I have in my garden a conifer hedge (which is next doors), privet, holly, hawthorn, box and rhododendron hedges.
They are all a pain in the arse to maintain, most especially the jaggy bastard hawthorn.
Between this, not getting a shite in peace, dodgy neighbours, getting harassed tae **** in the trade, I'm building a picture of you that is shouting out the need for you being the basis of a sitcom ol boy!. 😁
Beech or Hornbeam hedging look like interesting options but I would maybe worry about winter coverage we have footpaths along two sides and I’d prefer it if people couldn’t stare straight into the garden.

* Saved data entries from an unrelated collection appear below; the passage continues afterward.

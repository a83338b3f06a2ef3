//! Label simulation stage
//!
//! Attaches the synthetic EV financing propensity target to every feature
//! row. Rows with incomplete scoring inputs keep their place in the output
//! with null score and label.

use crate::algorithm::PropensityScorer;
use crate::config::PipelineConfig;
use crate::error::Result;
use crate::models::{FeatureVector, LabeledHousehold};
use crate::pipeline::{Stage, StageSummary};
use crate::utils::{create_progress_bar, log_operation_start, read_parquet, write_parquet};

/// The label simulation stage
pub struct SimulateStage;

impl Stage for SimulateStage {
    fn name(&self) -> &'static str {
        "simulate-labels"
    }

    fn run(&self, config: &PipelineConfig) -> Result<StageSummary> {
        let input = config.features_path();
        log_operation_start("simulating labels for", &input);

        let batch = read_parquet(&input)?;
        let features = FeatureVector::from_record_batch(&batch)?;

        let labels = simulate_labels(&features, config)?;

        let positives = labels.iter().filter(|l| l.label == Some(1)).count();
        let excluded = labels.iter().filter(|l| l.label.is_none()).count();
        log::info!(
            "simulated {} labels with seed {}: {} positive, {} excluded",
            labels.len() - excluded,
            config.scoring.seed,
            positives,
            excluded
        );

        let output = config.labels_path();
        let batch = LabeledHousehold::to_record_batch(&labels)?;
        write_parquet(&batch, &output)?;

        Ok(StageSummary {
            stage: self.name(),
            rows_in: features.len(),
            rows_out: labels.len(),
            output,
        })
    }
}

/// Score every feature row, preserving order and exclusions
pub fn simulate_labels(
    features: &[FeatureVector],
    config: &PipelineConfig,
) -> Result<Vec<LabeledHousehold>> {
    let scorer = PropensityScorer::new(&config.scoring, features)?;

    let pb = create_progress_bar(features.len() as u64, "scoring households");
    let labels = features
        .iter()
        .map(|row| {
            pb.inc(1);
            let scored = scorer.score(row);
            LabeledHousehold {
                household_id: row.household_id.clone(),
                person_id: row.person_id.clone(),
                propensity_score: scored.map(|(score, _)| score),
                label: scored.map(|(_, label)| label),
            }
        })
        .collect();
    pb.finish_and_clear();

    Ok(labels)
}

#[cfg(test)]
mod tests {
    use super::*;
    use crate::config::PipelineConfig;

    fn feature(id: &str, income: f64, complete: bool) -> FeatureVector {
        FeatureVector {
            household_id: id.to_string(),
            person_id: "P1".to_string(),
            total_income_monthly: income,
            log_income: (1.0 + income).ln(),
            income_band: 1,
            is_urban: Some(1),
            zone_coastal: Some(0),
            zone_middle: Some(1),
            zone_northern: Some(0),
            education_ordinal: Some(2),
            age: 30,
            age_band: 1,
            transport_expense_ratio: if complete { Some(0.25) } else { None },
            medical_expense_ratio: Some(0.05),
            owns_dwelling: Some(1),
            owns_vehicle: Some(1),
            has_primary_income: 1,
            is_complete: complete,
        }
    }

    #[test]
    fn labels_align_with_features_and_preserve_exclusions() {
        let config = PipelineConfig::default();
        let features = vec![
            feature("H1", 4_000.0, true),
            feature("H2", 900.0, false),
            feature("H3", 10_000.0, true),
        ];

        let labels = simulate_labels(&features, &config).unwrap();
        assert_eq!(labels.len(), 3);
        assert_eq!(labels[1].household_id, "H2");
        assert!(labels[1].propensity_score.is_none());
        assert!(labels[1].label.is_none());
        assert!(labels[0].propensity_score.is_some());
        assert!(labels[2].propensity_score.is_some());
    }

    #[test]
    fn repeated_runs_are_identical() {
        let config = PipelineConfig::default();
        let features = vec![feature("H1", 4_000.0, true), feature("H2", 600.0, true)];

        let first = simulate_labels(&features, &config).unwrap();
        let second = simulate_labels(&features, &config).unwrap();
        assert_eq!(first, second);
    }
}
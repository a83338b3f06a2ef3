//! Sequential pipeline stages
//!
//! Four batch stages run in fixed order, each reading the previous stage's
//! output file and writing its own. The file hand-off is the only
//! coordination mechanism; a stage failure aborts the run and leaves
//! upstream outputs in place for debugging.

use std::path::PathBuf;
use std::time::Instant;

use crate::config::PipelineConfig;
use crate::error::Result;

pub mod features;
pub mod loader;
pub mod simulate;
pub mod train;

pub use features::FeatureStage;
pub use loader::LoadStage;
pub use simulate::SimulateStage;
pub use train::TrainStage;

/// Outcome of one completed stage
#[derive(Debug, Clone)]
pub struct StageSummary {
    /// Stage name
    pub stage: &'static str,
    /// Rows read from the stage input
    pub rows_in: usize,
    /// Rows written to the stage output
    pub rows_out: usize,
    /// Primary output file of the stage
    pub output: PathBuf,
}

/// A batch transformation with file-based input and output
pub trait Stage {
    /// Short stage name used in logs
    fn name(&self) -> &'static str;

    /// Execute the stage under the given configuration
    fn run(&self, config: &PipelineConfig) -> Result<StageSummary>;
}

/// Run all four stages in fixed order, stopping at the first failure
pub fn run_pipeline(config: &PipelineConfig) -> Result<Vec<StageSummary>> {
    let stages: [&dyn Stage; 4] = [&LoadStage, &FeatureStage, &SimulateStage, &TrainStage];
    let mut summaries = Vec::with_capacity(stages.len());

    for stage in stages {
        log::info!("starting stage {}", stage.name());
        let start = Instant::now();

        let summary = stage.run(config)?;

        log::info!(
            "stage {} finished: {} rows in, {} rows out, wrote {} in {:?}",
            stage.name(),
            summary.rows_in,
            summary.rows_out,
            summary.output.display(),
            start.elapsed()
        );
        summaries.push(summary);
    }

    Ok(summaries)
}
//! Row models flowing between pipeline stages
//!
//! Each stage hands the next a Parquet table; these structs are the typed
//! view of one row of those tables. Conversion to and from Arrow record
//! batches goes through `serde_arrow`, so the serde derives are the single
//! source of truth for each table's schema.

pub mod features;
pub mod household;
pub mod labels;

pub use features::{FEATURE_COLUMNS, FeatureVector};
pub use household::HouseholdRecord;
pub use labels::LabeledHousehold;
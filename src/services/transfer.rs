//! Transfer service
//!
//! Provides business logic for transfers between accounts.
//! Transfers create linked transaction pairs - an outflow from the source
//! account and an inflow to the destination account.

use chrono::{NaiveDate, Utc};

use crate::audit::EntityType;
use crate::error::{EnvelopeError, EnvelopeResult};
use crate::models::{Account, AccountId, Money, Transaction, TransactionId};

// Note: Transaction model uses transfer_transaction_id to link paired transfer transactions.
// The target account can be determined by looking up the linked transaction.
use crate::storage::Storage;

/// Service for managing transfers between accounts
pub struct TransferService<'a> {
    storage: &'a Storage,
}

/// Result of creating a transfer
#[derive(Debug, Clone)]
pub struct TransferResult {
    /// The outflow transaction (from source account)
    pub from_transaction: Transaction,
    /// The inflow transaction (to destination account)
    pub to_transaction: Transaction,
}

impl<'a> TransferService<'a> {
    /// Create a new transfer service
    pub fn new(storage: &'a Storage) -> Self {
        Self { storage }
    }

    /// Create a transfer between two accounts
    ///
    /// This creates two linked transactions:
    /// - An outflow (negative amount) from the source account
    /// - An inflow (positive amount) to the destination account
    pub fn create_transfer(
        &self,
        from_account_id: AccountId,
        to_account_id: AccountId,
        amount: Money,
        date: NaiveDate,
        memo: Option<String>,
    ) -> EnvelopeResult<TransferResult> {
        // Validate amount is positive
        if amount.is_zero() {
            return Err(EnvelopeError::Validation(
                "Transfer amount must be non-zero".into(),
            ));
        }
        if amount.is_negative() {
            return Err(EnvelopeError::Validation(
                "Transfer amount must be positive".into(),
            ));
        }

        // Can't transfer to the same account
        if from_account_id == to_account_id {
            return Err(EnvelopeError::Validation(
                "Cannot transfer to the same account".into(),
            ));
        }

        // Verify both accounts exist and are not archived
        let from_account = self.get_active_account(from_account_id)?;
        let to_account = self.get_active_account(to_account_id)?;

        // Create the outflow transaction (from source)
        let mut from_txn = Transaction::new(from_account_id, date, -amount);
        from_txn.payee_name = format!("Transfer to {}", to_account.name);
        if let Some(m) = &memo {
            from_txn.memo.clone_from(m);
        }

        // Create the inflow transaction (to destination)
        let mut to_txn = Transaction::new(to_account_id, date, amount);
        to_txn.payee_name = format!("Transfer from {}", from_account.name);
        if let Some(ref m) = memo {
            to_txn.memo = m.clone();
        }

        // Link them together
        from_txn.transfer_transaction_id = Some(to_txn.id);
        to_txn.transfer_transaction_id = Some(from_txn.id);

        // Validate both transactions
        from_txn
            .validate()
            .map_err(|e| EnvelopeError::Validation(e.to_string()))?;
        to_txn
            .validate()
            .map_err(|e| EnvelopeError::Validation(e.to_string()))?;

        // Save both transactions
        self.storage.transactions.upsert(from_txn.clone())?;
        self.storage.transactions.upsert(to_txn.clone())?;
        self.storage.transactions.save()?;

        // Audit log for both
        self.storage.log_create(
            EntityType::Transaction,
            from_txn.id.to_string(),
            Some(format!("Transfer to {}", to_account.name)),
            &from_txn,
        )?;

        self.storage.log_create(
            EntityType::Transaction,
            to_txn.id.to_string(),
            Some(format!("Transfer from {}", from_account.name)),
            &to_txn,
        )?;

        Ok(TransferResult {
            from_transaction: from_txn,
            to_transaction: to_txn,
        })
    }

    /// Get the linked transaction for a transfer
    pub fn get_linked_transaction(
        &self,
        transaction_id: TransactionId,
    ) -> EnvelopeResult<Option<Transaction>> {
        let txn = self
            .storage
            .transactions
            .get(transaction_id)?
            .ok_or_else(|| EnvelopeError::transaction_not_found(transaction_id.to_string()))?;

        if let Some(linked_id) = txn.transfer_transaction_id {
            self.storage.transactions.get(linked_id)
        } else {
            Ok(None)
        }
    }

    /// Update a transfer's amount
    ///
    /// This updates both the source and destination transactions to maintain consistency.
    pub fn update_transfer_amount(
        &self,
        transaction_id: TransactionId,
        new_amount: Money,
    ) -> EnvelopeResult<TransferResult> {
        if new_amount.is_zero() {
            return Err(EnvelopeError::Validation(
                "Transfer amount must be non-zero".into(),
            ));
        }

        let mut txn = self
            .storage
            .transactions
            .get(transaction_id)?
            .ok_or_else(|| EnvelopeError::transaction_not_found(transaction_id.to_string()))?;

        if !txn.is_transfer() {
            return Err(EnvelopeError::Validation(
                "Transaction is not a transfer".into(),
            ));
        }

        if txn.is_locked() {
            return Err(EnvelopeError::Locked(format!(
                "Transaction {} is reconciled and cannot be edited",
                transaction_id
            )));
        }

        let linked_id = txn.transfer_transaction_id.ok_or_else(|| {
            EnvelopeError::Validation("Transfer has no linked transaction".into())
        })?;

        let mut linked_txn = self
            .storage
            .transactions
            .get(linked_id)?
            .ok_or_else(|| EnvelopeError::transaction_not_found(linked_id.to_string()))?;

        if linked_txn.is_locked() {
            return Err(EnvelopeError::Locked(format!(
                "Linked transaction {} is reconciled and cannot be edited",
                linked_id
            )));
        }

        let txn_before = txn.clone();
        let linked_before = linked_txn.clone();

        // Determine which transaction is the outflow (negative) and which is the inflow (positive)
        let amount = new_amount.abs();
        if txn.amount.is_negative() {
            // txn is the outflow
            txn.amount = -amount;
            linked_txn.amount = amount;
        } else {
            // txn is the inflow
            txn.amount = amount;
            linked_txn.amount = -amount;
        }

        txn.updated_at = Utc::now();
        linked_txn.updated_at = Utc::now();

        // Validate both
        txn.validate()
            .map_err(|e| EnvelopeError::Validation(e.to_string()))?;
        linked_txn
            .validate()
            .map_err(|e| EnvelopeError::Validation(e.to_string()))?;

        // Save both
        self.storage.transactions.upsert(txn.clone())?;
        self.storage.transactions.upsert(linked_txn.clone())?;
        self.storage.transactions.save()?;

        // Audit log both
        self.storage.log_update(
            EntityType::Transaction,
            txn.id.to_string(),
            Some(txn.payee_name.clone()),
            &txn_before,
            &txn,
            Some(format!(
                "transfer amount: {} -> {}",
                txn_before.amount, txn.amount
            )),
        )?;

        self.storage.log_update(
            EntityType::Transaction,
            linked_txn.id.to_string(),
            Some(linked_txn.payee_name.clone()),
            &linked_before,
            &linked_txn,
            Some(format!(
                "transfer amount: {} -> {}",
                linked_before.amount, linked_txn.amount
            )),
        )?;

        // Return in consistent order (outflow first)
        if txn.amount.is_negative() {
            Ok(TransferResult {
                from_transaction: txn,
                to_transaction: linked_txn,
            })
        } else {
            Ok(TransferResult {
                from_transaction: linked_txn,
                to_transaction: txn,
            })
        }
    }

    /// Update a transfer's date
    ///
    /// This updates both the source and destination transactions to maintain consistency.
    pub fn update_transfer_date(
        &self,
        transaction_id: TransactionId,
        new_date: NaiveDate,
    ) -> EnvelopeResult<TransferResult> {
        let mut txn = self
            .storage
            .transactions
            .get(transaction_id)?
            .ok_or_else(|| EnvelopeError::transaction_not_found(transaction_id.to_string()))?;

        if !txn.is_transfer() {
            return Err(EnvelopeError::Validation(
                "Transaction is not a transfer".into(),
            ));
        }

        if txn.is_locked() {
            return Err(EnvelopeError::Locked(format!(
                "Transaction {} is reconciled and cannot be edited",
                transaction_id
            )));
        }

        let linked_id = txn.transfer_transaction_id.ok_or_else(|| {
            EnvelopeError::Validation("Transfer has no linked transaction".into())
        })?;

        let mut linked_txn = self
            .storage
            .transactions
            .get(linked_id)?
            .ok_or_else(|| EnvelopeError::transaction_not_found(linked_id.to_string()))?;

        if linked_txn.is_locked() {
            return Err(EnvelopeError::Locked(format!(
                "Linked transaction {} is reconciled and cannot be edited",
                linked_id
            )));
        }

        let txn_before = txn.clone();
        let linked_before = linked_txn.clone();

        txn.date = new_date;
        linked_txn.date = new_date;
        txn.updated_at = Utc::now();
        linked_txn.updated_at = Utc::now();

        // Save both
        self.storage.transactions.upsert(txn.clone())?;
        self.storage.transactions.upsert(linked_txn.clone())?;
        self.storage.transactions.save()?;

        // Audit log both
        self.storage.log_update(
            EntityType::Transaction,
            txn.id.to_string(),
            Some(txn.payee_name.clone()),
            &txn_before,
            &txn,
            Some(format!("date: {} -> {}", txn_before.date, txn.date)),
        )?;

        self.storage.log_update(
            EntityType::Transaction,
            linked_txn.id.to_string(),
            Some(linked_txn.payee_name.clone()),
            &linked_before,
            &linked_txn,
            Some(format!(
                "date: {} -> {}",
                linked_before.date, linked_txn.date
            )),
        )?;

        // Return in consistent order (outflow first)
        if txn.amount.is_negative() {
            Ok(TransferResult {
                from_transaction: txn,
                to_transaction: linked_txn,
            })
        } else {
            Ok(TransferResult {
                from_transaction: linked_txn,
                to_transaction: txn,
            })
        }
    }

    /// Delete a transfer (both transactions)
    pub fn delete_transfer(&self, transaction_id: TransactionId) -> EnvelopeResult<TransferResult> {
        let txn = self
            .storage
            .transactions
            .get(transaction_id)?
            .ok_or_else(|| EnvelopeError::transaction_not_found(transaction_id.to_string()))?;

        if !txn.is_transfer() {
            return Err(EnvelopeError::Validation(
                "Transaction is not a transfer".into(),
            ));
        }

        if txn.is_locked() {
            return Err(EnvelopeError::Locked(format!(
                "Transaction {} is reconciled and cannot be deleted",
                transaction_id
            )));
        }

        let linked_id = txn.transfer_transaction_id.ok_or_else(|| {
            EnvelopeError::Validation("Transfer has no linked transaction".into())
        })?;

        let linked_txn = self
            .storage
            .transactions
            .get(linked_id)?
            .ok_or_else(|| EnvelopeError::transaction_not_found(linked_id.to_string()))?;

        if linked_txn.is_locked() {
            return Err(EnvelopeError::Locked(format!(
                "Linked transaction {} is reconciled and cannot be deleted",
                linked_id
            )));
        }

        // Delete both
        self.storage.transactions.delete(txn.id)?;
        self.storage.transactions.delete(linked_txn.id)?;
        self.storage.transactions.save()?;

        // Audit log both
        self.storage.log_delete(
            EntityType::Transaction,
            txn.id.to_string(),
            Some(txn.payee_name.clone()),
            &txn,
        )?;

        self.storage.log_delete(
            EntityType::Transaction,
            linked_txn.id.to_string(),
            Some(linked_txn.payee_name.clone()),
            &linked_txn,
        )?;

        // Return in consistent order (outflow first)
        if txn.amount.is_negative() {
            Ok(TransferResult {
                from_transaction: txn,
                to_transaction: linked_txn,
            })
        } else {
            Ok(TransferResult {
                from_transaction: linked_txn,
                to_transaction: txn,
            })
        }
    }

    /// Get an active (non-archived) account or return an error
    fn get_active_account(&self, account_id: AccountId) -> EnvelopeResult<Account> {
        let account = self
            .storage
            .accounts
            .get(account_id)?
            .ok_or_else(|| EnvelopeError::account_not_found(account_id.to_string()))?;

        if account.archived {
            return Err(EnvelopeError::Validation(format!(
                "Account '{}' is archived and cannot be used for transfers",
                account.name
            )));
        }

        Ok(account)
    }
}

Hmm. I thought there's be more leaf coverage over winter when I planted mine, but a stiff wind will blow them off. It's not that bad as the new green leaves appear quickly in the spring - well before its warm enough to tramp around nekkid. There is the issue of being able to see into the house though.
I have thought about laying it properly (I did a course an' everythin') as after 8 years I reckon it would look pretty good and really thicken it up.
I’ve a 15’ high beech hedge which looks amazing in the Summer but once a year it really is a couple of days work to trim with a cherry picker ladder etc. Loads of birds nest in it. I’ve removed a very overgrown Leylandii hedge in another part of the garden which was horrible to maintain and got MASSIVE and put in a yew hedge using 5’ plants and 5 years later (despite everyone saying it’s slow growing) it’s a 12’ high beauty and much easier to maintain then the beech hedge and of course is evergreen. Don’t plant Leylandii, it’s no quicker growing and will get huge and your can’t cut it right back without killing it.
I’m building a picture of you that is shouting out the need for you being the basis of a sitcom ol boy!. 😁
No bugger’d watch it. It would be too far fetched
🤣🤣🤣
For example, no one would believe that a grown man would be stupid enough to get inside a wheelie bin and jump up and down to compress the hedge clippings, because that would just be stupid and the bin could tip over and the man could break a rib or something 😊
Got a couple of small hedges here (about 8 kms worth!). Mostly hazel/hawthorn with a bit of blackthorn, bird cherry, field maple, willow, and mountain ash. If you plant a good native hedge, plant 2 rows of whips about 30 cm apart and about 7 plants to the meter. After about 5-10 years you should be able to lay them down to form a thick, animal proof hedge. Quite a satisfying skill.
Once laid they just need a bit of an annual trim with a billhook (or a massive flail trimmer on a big tractor if you have space lol).
Lol PP, I regularly do that with the plastic bin, best be careful. 🤦♂️😊
I get one of the kids to do it now
Oooh. Love a bit of hedge laying. Nice work.
Thuja plicata (western red cedar) is a more sensible option than Leylandii. Not quite as fast growing, and can be cut back hard as required.